→ **Instructions to follow**
Using the records below, write out again exactly the lines that begin at the line containing "let total = remaining.num_seconds().max(0);" and end at the line containing "fn progress_bar(progress: f64)", and no other lines.
Segment Open
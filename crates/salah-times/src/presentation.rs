//! Countdown math and plain-text widget layouts.

use chrono::{DateTime, Duration, Local, TimeZone, Utc};

use crate::types::{Entry, Prayer};

/// Default span of the countdown ring, in hours
pub const DEFAULT_COUNTDOWN_WINDOW_HOURS: i64 = 5;

const BAR_WIDTH: usize = 20;

/// State of the countdown toward the flagged prayer
#[derive(Debug, Clone, PartialEq)]
pub enum Countdown {
    Upcoming {
        prayer: Prayer,
        instant: DateTime<Utc>,
        remaining: Duration,
        /// Fraction of the window already elapsed, in `[0, 1]`
        progress: f64,
    },
    NoUpcomingPrayer,
}

/// Countdown for `entry` as seen at `render_time`.
///
/// Remaining time never goes negative; progress fills up as the prayer
/// approaches and is clamped to `[0, 1]`.
pub fn countdown(entry: &Entry, render_time: DateTime<Utc>, window: Duration) -> Countdown {
    let Some(next) = entry.next_prayer() else {
        return Countdown::NoUpcomingPrayer;
    };

    let remaining = (next.time - render_time).max(Duration::zero());
    let progress = if window <= Duration::zero() {
        1.0
    } else {
        let window_secs = window.num_milliseconds() as f64;
        let remaining_secs = remaining.num_milliseconds() as f64;
        ((window_secs - remaining_secs) / window_secs).clamp(0.0, 1.0)
    };

    Countdown::Upcoming {
        prayer: next.prayer,
        instant: next.time,
        remaining,
        progress,
    }
}

/// `HH:MM:SS`; hours are not wrapped at 24
pub fn format_remaining(remaining: Duration) -> String {
    let total = remaining.num_seconds().max(0);
    format!(
        "{:02}:{:02}:{:02}",
        total / 3600,
        (total % 3600) / 60,
        total % 60
    )
}

/// 12-hour clock in local time, e.g. `05:12am`
pub fn format_prayer_time(time: DateTime<Utc>) -> String {
    format_prayer_time_in(time, &Local)
}

pub fn format_prayer_time_in<Tz>(time: DateTime<Utc>, tz: &Tz) -> String
where
    Tz: TimeZone,
    Tz::Offset: std::fmt::Display,
{
    time.with_timezone(tz).format("%I:%M%P").to_string()
}

fn progress_bar(progress: f64) -> String {
    let filled = ((progress * BAR_WIDTH as f64).round() as usize).min(BAR_WIDTH);
    format!(
        "[{}{}] {:>3.0}%",
        "#".repeat(filled),
        "-".repeat(BAR_WIDTH - filled),
        progress * 100.0
    )
}

/// Small layout: next prayer, remaining time and progress
pub fn render_small(entry: &Entry, render_time: DateTime<Utc>, window: Duration) -> String {
    if let Some(error) = &entry.error {
        return error.clone();
    }

    match countdown(entry, render_time, window) {
        Countdown::Upcoming {
            prayer,
            remaining,
            progress,
            ..
        } => format!(
            "{}\nRemaining Time\n{}\n{}",
            prayer,
            format_remaining(remaining),
            progress_bar(progress)
        ),
        Countdown::NoUpcomingPrayer => "No upcoming prayer".to_string(),
    }
}

/// Medium layout: the small layout plus every prayer of the day
pub fn render_medium(entry: &Entry, render_time: DateTime<Utc>, window: Duration) -> String {
    render_medium_in(entry, render_time, window, &Local)
}

pub fn render_medium_in<Tz>(
    entry: &Entry,
    render_time: DateTime<Utc>,
    window: Duration,
    tz: &Tz,
) -> String
where
    Tz: TimeZone,
    Tz::Offset: std::fmt::Display,
{
    if let Some(error) = &entry.error {
        return error.clone();
    }

    let mut lines: Vec<String> = entry.location.iter().cloned().collect();
    lines.push(render_small(entry, render_time, window));
    lines.extend(entry.prayer_times.iter().map(|prayer| {
        let marker = if prayer.is_next { '>' } else { ' ' };
        format!(
            "{} {:<8} {}",
            marker,
            prayer.prayer.name(),
            format_prayer_time_in(prayer.time, tz)
        )
    }));
    lines.join("\n")
}

#[cfg(test)]
mod tests {
    #![allow(clippy::unwrap_used, clippy::panic)]
    use super::*;
    use crate::types::{mark_next_prayer, PrayerTime};
    use chrono::FixedOffset;

    fn window() -> Duration {
        Duration::hours(DEFAULT_COUNTDOWN_WINDOW_HOURS)
    }

    fn at(h: u32, m: u32, s: u32) -> DateTime<Utc> {
        Utc.with_ymd_and_hms(2024, 6, 21, h, m, s).unwrap()
    }

    fn entry(now: DateTime<Utc>) -> Entry {
        let mut prayers = vec![
            PrayerTime::new(Prayer::Fajr, at(0, 0, 0)),
            PrayerTime::new(Prayer::Dhuhr, at(6, 0, 0)),
            PrayerTime::new(Prayer::Asr, at(10, 0, 0)),
        ];
        mark_next_prayer(&mut prayers, now);
        Entry::data(now, prayers, Some("Dhaka".to_string()))
    }

    #[test]
    fn test_countdown_remaining_and_progress() {
        let now = at(3, 30, 0);
        match countdown(&entry(now), now, window()) {
            Countdown::Upcoming {
                prayer,
                remaining,
                progress,
                ..
            } => {
                assert_eq!(prayer, Prayer::Dhuhr);
                assert_eq!(remaining, Duration::minutes(150));
                assert!((progress - 0.5).abs() < 1e-9);
            }
            Countdown::NoUpcomingPrayer => panic!("expected a countdown"),
        }
    }

    #[test]
    fn test_progress_clamps_for_distant_prayer() {
        let now = at(0, 30, 0);
        let Countdown::Upcoming { progress, .. } =
            countdown(&entry(now), now, window())
        else {
            panic!("expected a countdown");
        };
        assert_eq!(progress, 0.0);
    }

    #[test]
    fn test_remaining_never_negative() {
        // Entry generated at 05:00 but rendered after Dhuhr passed
        let generated = at(5, 0, 0);
        let Countdown::Upcoming {
            remaining,
            progress,
            ..
        } = countdown(&entry(generated), at(6, 10, 0), window())
        else {
            panic!("expected a countdown");
        };
        assert_eq!(remaining, Duration::zero());
        assert_eq!(progress, 1.0);
    }

    #[test]
    fn test_no_upcoming_prayer() {
        let now = at(11, 0, 0);
        assert_eq!(
            countdown(&entry(now), now, window()),
            Countdown::NoUpcomingPrayer
        );
        assert_eq!(
            render_small(&entry(now), now, window()),
            "No upcoming prayer"
        );
    }

    #[test]
    fn test_format_remaining() {
        assert_eq!(format_remaining(Duration::seconds(0)), "00:00:00");
        assert_eq!(format_remaining(Duration::seconds(3 * 3600 + 62)), "03:01:02");
        assert_eq!(format_remaining(Duration::hours(30)), "30:00:00");
        assert_eq!(format_remaining(Duration::seconds(-5)), "00:00:00");
    }

    #[test]
    fn test_format_prayer_time_is_lowercase_twelve_hour() {
        let dhaka = FixedOffset::east_opt(6 * 3600).unwrap();
        assert_eq!(format_prayer_time_in(at(6, 5, 0), &dhaka), "12:05pm");
        assert_eq!(format_prayer_time_in(at(22, 30, 0), &dhaka), "04:30am");
    }

    #[test]
    fn test_error_entry_renders_message() {
        let entry = Entry::error(at(1, 0, 0), "Location unavailable");
        assert_eq!(
            render_small(&entry, at(1, 0, 0), window()),
            "Location unavailable"
        );
        assert_eq!(
            render_medium(&entry, at(1, 0, 0), window()),
            "Location unavailable"
        );
    }

    #[test]
    fn test_medium_layout_marks_next_prayer() {
        let now = at(3, 30, 0);
        let utc = FixedOffset::east_opt(0).unwrap();
        let text = render_medium_in(&entry(now), now, window(), &utc);

        let lines: Vec<&str> = text.lines().collect();
        assert_eq!(lines[0], "Dhaka");
        assert_eq!(lines[1], "Dhuhr");
        assert_eq!(lines[3], "02:30:00");
        assert!(lines.contains(&"> Dhuhr    06:00am"));
        assert!(lines.contains(&"  Fajr     12:00am"));
        assert!(!text.ends_with('\n'));
    }
}
//! Widget refresh loop.

use anyhow::Result;
use chrono::{DateTime, Duration, Utc};
use salah_times::{Geocoder, Timeline, TimelineProvider};

use crate::Size;

/// Shortest sleep between renders, so a stale reload deadline cannot spin
const MIN_SLEEP: std::time::Duration = std::time::Duration::from_secs(1);

/// Render the current entry until Ctrl-C, regenerating the timeline when its
/// reload deadline passes. Failures inside a pass only show up as error entries.
pub async fn run<G>(provider: &TimelineProvider<G>, window: Duration, size: Size) -> Result<()>
where
    G: Geocoder + ?Sized,
{
    let mut timeline = provider.timeline().await;
    tracing::info!("Watching {} entries", timeline.entries.len());

    loop {
        let now = Utc::now();
        if timeline.reload_at().map_or(true, |at| now >= at) {
            timeline = provider.timeline_at(now).await;
            tracing::debug!("Timeline regenerated at {}", now);
        }

        if let Some(entry) = timeline.entry_at(now) {
            println!("{}\n", size.render(entry, now, window));
        }

        let sleep = next_wake(&timeline, now)
            .to_std()
            .unwrap_or(MIN_SLEEP)
            .max(MIN_SLEEP);

        tokio::select! {
            _ = tokio::time::sleep(sleep) => {}
            _ = tokio::signal::ctrl_c() => {
                tracing::info!("Stopping refresh loop");
                return Ok(());
            }
        }
    }
}

/// Time until the next entry starts or the reload deadline, whichever is first
fn next_wake(timeline: &Timeline, now: DateTime<Utc>) -> Duration {
    let next_entry = timeline.entries.iter().map(|e| e.date).find(|d| *d > now);
    let wake = match (next_entry, timeline.reload_at()) {
        (Some(entry), Some(reload)) => entry.min(reload),
        (Some(at), None) | (None, Some(at)) => at,
        (None, None) => now,
    };
    wake - now
}

#[cfg(test)]
mod tests {
    #![allow(clippy::unwrap_used)]
    use super::*;
    use chrono::TimeZone;
    use salah_times::{Entry, ReloadPolicy};

    fn timeline(start: DateTime<Utc>, policy: ReloadPolicy) -> Timeline {
        Timeline {
            entries: (0..6)
                .map(|i| Entry::error(start + Duration::minutes(5 * i), "x"))
                .collect(),
            policy,
        }
    }

    #[test]
    fn test_wakes_for_reload_before_next_entry() {
        let start = Utc.with_ymd_and_hms(2024, 1, 1, 12, 0, 0).unwrap();
        let t = timeline(start, ReloadPolicy::After(start + Duration::minutes(1)));
        assert_eq!(next_wake(&t, start), Duration::minutes(1));
    }

    #[test]
    fn test_wakes_for_next_entry_at_end_policy() {
        let start = Utc.with_ymd_and_hms(2024, 1, 1, 12, 0, 0).unwrap();
        let t = timeline(start, ReloadPolicy::AtEnd);
        assert_eq!(next_wake(&t, start + Duration::minutes(7)), Duration::minutes(3));
    }

    #[test]
    fn test_past_everything_wakes_now() {
        let start = Utc.with_ymd_and_hms(2024, 1, 1, 12, 0, 0).unwrap();
        let t = timeline(start, ReloadPolicy::AtEnd);
        let late = start + Duration::hours(1);
        assert!(next_wake(&t, late) <= Duration::zero());
    }
}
Segment Closed
→ **Response area**
    let total = remaining.num_seconds().max(0);
    format!(
        "{:02}:{:02}:{:02}",
        total / 3600,
        (total % 3600) / 60,
        total % 60
    )
}

/// 12-hour clock in local time, e.g. `05:12am`
pub fn format_prayer_time(time: DateTime<Utc>) -> String {
    format_prayer_time_in(time, &Local)
}

pub fn format_prayer_time_in<Tz>(time: DateTime<Utc>, tz: &Tz) -> String
where
    Tz: TimeZone,
    Tz::Offset: std::fmt::Display,
{
    time.with_timezone(tz).format("%I:%M%P").to_string()
}

fn progress_bar(progress: f64) -> String {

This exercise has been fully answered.